A standard neural network outputs a softmax probability vector, but these probabilities are notoriously miscalibrated. A model can assign 99% confidence to an input it has never seen anything like. The three uncertainty methods address this by modeling the distribution over possible predictions rather than a single point estimate.

```
Standard NN:                     Uncertainty-aware NN:

  Input -> [0.95, 0.04, 0.01]     Input -> mean: [0.95, 0.04, 0.01]
  "95% confident, class A"                 var:  [0.001, 0.001, 0.001]
                                           "95% confident, LOW uncertainty"

  OOD Input -> [0.80, 0.15, 0.05]  OOD Input -> mean: [0.40, 0.35, 0.25]
  "80% confident, class A"                    var:  [0.15, 0.12, 0.10]
  (WRONG - overconfident)                     "Uncertain, HIGH variance"
                                              (CORRECT - flags for review)
```

**Bayesian NNs** model each weight as a Gaussian distribution N(mu, softplus(rho)^2). During each forward pass, weights are sampled via the reparameterization trick: W = mu + softplus(rho) * epsilon, where epsilon is drawn from N(0,1). Training maximizes the Evidence Lower Bound (ELBO), which balances data fit against KL divergence from a standard normal prior. The beta parameter (typically 1/num_batches) controls how strongly the prior regularizes.

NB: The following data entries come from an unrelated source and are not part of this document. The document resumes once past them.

use burn::{
    module::Param,
    nn::{
        conv::{Conv2d, Conv2dConfig},
        loss::CrossEntropyLossConfig,
        pool::{AdaptiveAvgPool2d, AdaptiveAvgPool2dConfig, AvgPool2d, AvgPool2dConfig},
        BatchNorm, BatchNormConfig, Initializer, Linear, LinearConfig, PaddingConfig2d,
    },
    prelude::*,
    tensor::{
        activation::relu,
        Distribution,
        module::conv2d,
        ops::ConvOptions,
    },
};

use crate::ml::filters::{FilterBank, FILTER_COUNT, KERNEL_SIZE};

/// Input channels the backbone sees: RGB × every fixed filter
pub const RESIDUAL_CHANNELS: usize = 3 * FILTER_COUNT;

// NOTE: #[derive(Config)] already generates Clone and Serialize/Deserialize.
#[derive(Config, Debug)]
pub struct SteganalysisNetConfig {
    /// Truncation threshold T applied to the filter residuals
    #[config(default = 2.0)]
    pub threshold:   f64,
    #[config(default = 2)]
    pub num_classes: usize,
}

impl SteganalysisNetConfig {
    pub fn init<B: Backend>(&self, device: &B::Device) -> SteganalysisNet<B> {
        let mut fc = LinearConfig::new(256, self.num_classes)
            .with_initializer(Initializer::Normal { mean: 0.0, std: 0.01 })
            .init(device);
        fc.bias = Some(Param::from_tensor(Tensor::zeros([self.num_classes], device)));

        SteganalysisNet {
            preprocess: HighPassFilter::new(self.threshold, device),
            group1:     PlainBlock::new(RESIDUAL_CHANNELS, 32, device),
            group2:     PooledResidualBlock::new(32, 32, device),
            group3:     GroupedResidualBlock::new(32, 64, device),
            group4:     PooledResidualBlock::new(64, 128, device),
            group5:     PlainBlock::new(128, 256, device),
            pool:       AdaptiveAvgPool2dConfig::new([1, 1]).init(),
            fc,
        }
    }
}

/// Trainable convolution with Kaiming-normal (fan-in, ReLU gain) weights
/// and a bias drawn from U(±1/√fan_in).
fn conv<B: Backend>(
    channels: [usize; 2],
    kernel:   usize,
    stride:   usize,
    padding:  usize,
    groups:   usize,
    device:   &B::Device,
) -> Conv2d<B> {
    let mut conv = Conv2dConfig::new(channels, [kernel, kernel])
        .with_stride([stride, stride])
        .with_padding(PaddingConfig2d::Explicit(padding, padding))
        .with_groups(groups)
        .with_initializer(Initializer::KaimingNormal {
            gain:          2.0_f64.sqrt(),
            fan_out_only:  false,
        })
        .init(device);

    let bound = bias_bound(channels[0] / groups * kernel * kernel);
    conv.bias = Some(Param::from_tensor(Tensor::random(
        [channels[1]],
        Distribution::Uniform(-bound, bound),
        device,
    )));
    conv
}

fn bias_bound(fan_in: usize) -> f64 {
    1.0 / (fan_in as f64).sqrt()
}

fn norm<B: Backend>(channels: usize, device: &B::Device) -> BatchNorm<B, 2> {
    BatchNormConfig::new(channels).init(device)
}

// ─── Preprocessing ────────────────────────────────────────────────────────────

/// Fixed filter bank applied to each colour channel, then truncated.
#[derive(Module, Debug)]
pub struct HighPassFilter<B: Backend> {
    /// `[62, 1, 5, 5]`, never updated by the optimizer
    pub weight: Param<Tensor<B, 4>>,
    threshold:  f64,
}

impl<B: Backend> HighPassFilter<B> {
    pub fn new(threshold: f64, device: &B::Device) -> Self {
        let bank   = FilterBank::new();
        let weight = Tensor::<B, 4>::from_data(
            TensorData::new(bank.weights(), [bank.len(), 1, KERNEL_SIZE, KERNEL_SIZE]),
            device,
        );
        Self {
            weight: Param::from_tensor(weight).set_require_grad(false),
            threshold,
        }
    }

    /// `[N, C, H, W]` → `[N, C·62, H, W]`, channel-major
    pub fn forward(&self, images: Tensor<B, 4>) -> Tensor<B, 4> {
        let [batch, channels, height, width] = images.dims();
        let pad = KERNEL_SIZE / 2;

        let planes    = images.reshape([batch * channels, 1, height, width]);
        let residuals = conv2d(
            planes,
            self.weight.val(),
            None,
            ConvOptions::new([1, 1], [pad, pad], [1, 1], 1),
        );

        residuals
            .reshape([batch, channels * FILTER_COUNT, height, width])
            .clamp(-self.threshold, self.threshold)
    }
}

// ─── Backbone blocks ──────────────────────────────────────────────────────────

/// Two 3×3 conv → BN → ReLU stages, resolution unchanged.
#[derive(Module, Debug)]
pub struct PlainBlock<B: Backend> {
    conv1: Conv2d<B>,
    bn1:   BatchNorm<B, 2>,
    conv2: Conv2d<B>,
    bn2:   BatchNorm<B, 2>,
}

impl<B: Backend> PlainBlock<B> {
    pub fn new(input: usize, output: usize, device: &B::Device) -> Self {
        Self {
            conv1: conv([input, output], 3, 1, 1, 1, device),
            bn1:   norm(output, device),
            conv2: conv([output, output], 3, 1, 1, 1, device),
            bn2:   norm(output, device),
        }
    }

    pub fn forward(&self, x: Tensor<B, 4>) -> Tensor<B, 4> {
        let x = relu(self.bn1.forward(self.conv1.forward(x)));
        relu(self.bn2.forward(self.conv2.forward(x)))
    }
}

/// Residual block that halves resolution with a 3×3 average pool on the
/// main path and a strided 1×1 convolution on the shortcut.
#[derive(Module, Debug)]
pub struct PooledResidualBlock<B: Backend> {
    conv1:       Conv2d<B>,
    bn1:         BatchNorm<B, 2>,
    conv2:       Conv2d<B>,
    bn2:         BatchNorm<B, 2>,
    pool:        AvgPool2d,
    shortcut:    Conv2d<B>,
    shortcut_bn: BatchNorm<B, 2>,
}

impl<B: Backend> PooledResidualBlock<B> {
    pub fn new(input: usize, output: usize, device: &B::Device) -> Self {
        Self {
            conv1:       conv([input, input], 3, 1, 1, 1, device),
            bn1:         norm(input, device),
            conv2:       conv([input, output], 3, 1, 1, 1, device),
            bn2:         norm(output, device),
            pool:        AvgPool2dConfig::new([3, 3])
                .with_strides([2, 2])
                .with_padding(PaddingConfig2d::Explicit(1, 1))
                .with_count_include_pad(true)
                .init(),
            shortcut:    conv([input, output], 1, 2, 0, 1, device),
            shortcut_bn: norm(output, device),
        }
    }

    pub fn forward(&self, x: Tensor<B, 4>) -> Tensor<B, 4> {
        let main = relu(self.bn1.forward(self.conv1.forward(x.clone())));
        let main = self.pool.forward(self.bn2.forward(self.conv2.forward(main)));
        let skip = self.shortcut_bn.forward(self.shortcut.forward(x));
        relu(main + skip)
    }
}

/// Bottleneck residual block whose middle 3×3 convolution is grouped
/// (32 groups) and strided.
#[derive(Module, Debug)]
pub struct GroupedResidualBlock<B: Backend> {
    conv1:       Conv2d<B>,
    bn1:         BatchNorm<B, 2>,
    conv2:       Conv2d<B>,
    bn2:         BatchNorm<B, 2>,
    conv3:       Conv2d<B>,
    bn3:         BatchNorm<B, 2>,
    shortcut:    Conv2d<B>,
    shortcut_bn: BatchNorm<B, 2>,
}

pub const GROUPS: usize = 32;

impl<B: Backend> GroupedResidualBlock<B> {
    pub fn new(input: usize, output: usize, device: &B::Device) -> Self {
        Self {
            conv1:       conv([input, output], 1, 1, 0, 1, device),
            bn1:         norm(output, device),
            conv2:       conv([output, output], 3, 2, 1, GROUPS, device),
            bn2:         norm(output, device),
            conv3:       conv([output, output], 1, 1, 0, 1, device),
            bn3:         norm(output, device),
            shortcut:    conv([input, output], 3, 2, 1, 1, device),
            shortcut_bn: norm(output, device),
        }
    }

    pub fn forward(&self, x: Tensor<B, 4>) -> Tensor<B, 4> {
        let main = relu(self.bn1.forward(self.conv1.forward(x.clone())));
        let main = relu(self.bn2.forward(self.conv2.forward(main)));
        let main = self.bn3.forward(self.conv3.forward(main));
        let skip = self.shortcut_bn.forward(self.shortcut.forward(x));
        relu(main + skip)
    }
}

// ─── Full network ─────────────────────────────────────────────────────────────

#[derive(Module, Debug)]
pub struct SteganalysisNet<B: Backend> {
    pub preprocess: HighPassFilter<B>,
    pub group1:     PlainBlock<B>,
    pub group2:     PooledResidualBlock<B>,
    pub group3:     GroupedResidualBlock<B>,
    pub group4:     PooledResidualBlock<B>,
    pub group5:     PlainBlock<B>,
    pub pool:       AdaptiveAvgPool2d,
    pub fc:         Linear<B>,
}

impl<B: Backend> SteganalysisNet<B> {
    /// images: [N, 3, H, W] raw pixels → logits: [N, num_classes]
    pub fn forward(&self, images: Tensor<B, 4>) -> Tensor<B, 2> {
        let x = self.preprocess.forward(images);
        let x = self.group1.forward(x);
        let x = self.group2.forward(x);
        let x = self.group3.forward(x);
        let x = self.group4.forward(x);
        let x = self.group5.forward(x);
        let x = self.pool.forward(x).flatten::<2>(1, 3);
        self.fc.forward(x)
    }

    pub fn forward_classification(
        &self,
        images: Tensor<B, 4>,
        labels: Tensor<B, 1, Int>,
    ) -> (Tensor<B, 1>, Tensor<B, 2>) {
        let logits = self.forward(images);
        let loss   = CrossEntropyLossConfig::new()
            .init(&logits.device())
            .forward(logits.clone(), labels);
        (loss, logits)
    }
}

#[cfg(test)]
mod tests {
    use super::*;
    use burn::backend::NdArray;

    type TestBackend = NdArray;

    fn images(n: usize, size: usize) -> Tensor<TestBackend, 4> {
        Tensor::random(
            [n, 3, size, size],
            burn::tensor::Distribution::Uniform(0.0, 255.0),
            &Default::default(),
        )
    }

    #[test]
    fn test_high_pass_output_is_truncated() {
        let hpf = HighPassFilter::<TestBackend>::new(2.0, &Default::default());
        let out = hpf.forward(images(2, 8));

        assert_eq!(out.dims(), [2, RESIDUAL_CHANNELS, 8, 8]);
        let max = out.abs().max().into_scalar().elem::<f32>();
        assert!(max <= 2.0 + 1e-6);
    }

    #[test]
    fn test_high_pass_channels_are_colour_major() {
        let device = Default::default();
        let hpf    = HighPassFilter::<TestBackend>::new(2.0, &device);
        let x      = images(1, 8);
        let out    = hpf.forward(x.clone());

        let pad = KERNEL_SIZE / 2;
        for c in 0..3 {
            let expected = conv2d(
                x.clone().slice([0..1, c..c + 1]),
                hpf.weight.val(),
                None,
                ConvOptions::new([1, 1], [pad, pad], [1, 1], 1),
            )
            .clamp(-2.0, 2.0);
            let actual = out
                .clone()
                .slice([0..1, c * FILTER_COUNT..(c + 1) * FILTER_COUNT]);

            let diff = (actual - expected).abs().max().into_scalar().elem::<f32>();
            assert!(diff < 1e-5, "colour {c} differs by {diff}");
        }
    }

    #[test]
    fn test_flat_image_has_zero_srm_residual_inside() {
        let hpf = HighPassFilter::<TestBackend>::new(2.0, &Default::default());
        let flat = Tensor::<TestBackend, 4>::full([1, 3, 9, 9], 100.0, &Default::default());
        let out = hpf.forward(flat);

        // SRM kernels sum to zero, so away from the zero-padded border the
        // response of every SRM filter on a constant image vanishes.
        let centre = out
            .slice([0..1, 0..30, 4..5, 4..5])
            .abs()
            .max()
            .into_scalar()
            .elem::<f32>();
        assert!(centre < 1e-3);
    }

    #[test]
    fn test_residual_blocks_halve_resolution() {
        let device = Default::default();
        let x = Tensor::<TestBackend, 4>::ones([2, 32, 16, 16], &device);

        let pooled = PooledResidualBlock::<TestBackend>::new(32, 48, &device);
        assert_eq!(pooled.forward(x.clone()).dims(), [2, 48, 8, 8]);

        let grouped = GroupedResidualBlock::<TestBackend>::new(32, 64, &device);
        assert_eq!(grouped.forward(x).dims(), [2, 64, 8, 8]);
    }

    #[test]
    fn test_network_produces_two_logits_per_image() {
        let model = SteganalysisNetConfig::new().init::<TestBackend>(&Default::default());
        let out   = model.forward(images(4, 16));
        assert_eq!(out.dims(), [4, 2]);
    }

    #[test]
    fn test_conv_bias_is_bounded_by_fan_in() {
        let model = SteganalysisNetConfig::new().init::<TestBackend>(&Default::default());

        let bias  = model.group1.conv1.bias.as_ref().unwrap().val();
        let bound = bias_bound(RESIDUAL_CHANNELS * 9) as f32;
        let max   = bias.abs().max().into_scalar().elem::<f32>();
        assert!(max <= bound);
        assert!(max > 0.0);

        // Grouped 3×3: fan-in is 64 / 32 · 9
        let bias  = model.group3.conv2.bias.as_ref().unwrap().val();
        let bound = bias_bound(2 * 9) as f32;
        assert!(bias.abs().max().into_scalar().elem::<f32>() <= bound);
    }

    #[test]
    fn test_head_bias_starts_at_zero() {
        let model = SteganalysisNetConfig::new().init::<TestBackend>(&Default::default());
        let bias  = model.fc.bias.as_ref().unwrap().val();
        let sum   = bias.abs().sum().into_scalar().elem::<f32>();
        assert_eq!(sum, 0.0);
    }
}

**MC Dropout** requires no changes to training at all. The insight from Gal & Ghahramani is that a network trained with dropout is implicitly performing approximate Bayesian inference. By keeping dropout active at inference time and running N forward passes, each pass uses a different random subnetwork. The variance across predictions estimates epistemic uncertainty. The Edifice module provides `predict_with_uncertainty/4` that returns both mean and variance.

**Evidential NNs** take a different approach entirely. Instead of placing a distribution over weights, they place a Dirichlet distribution over class probabilities. The network outputs concentration parameters alpha_k (one per class), from which epistemic uncertainty is derived as u = K / SUM(alpha) -- when evidence is low, alpha values are close to 1, and uncertainty is high. This requires only a single forward pass.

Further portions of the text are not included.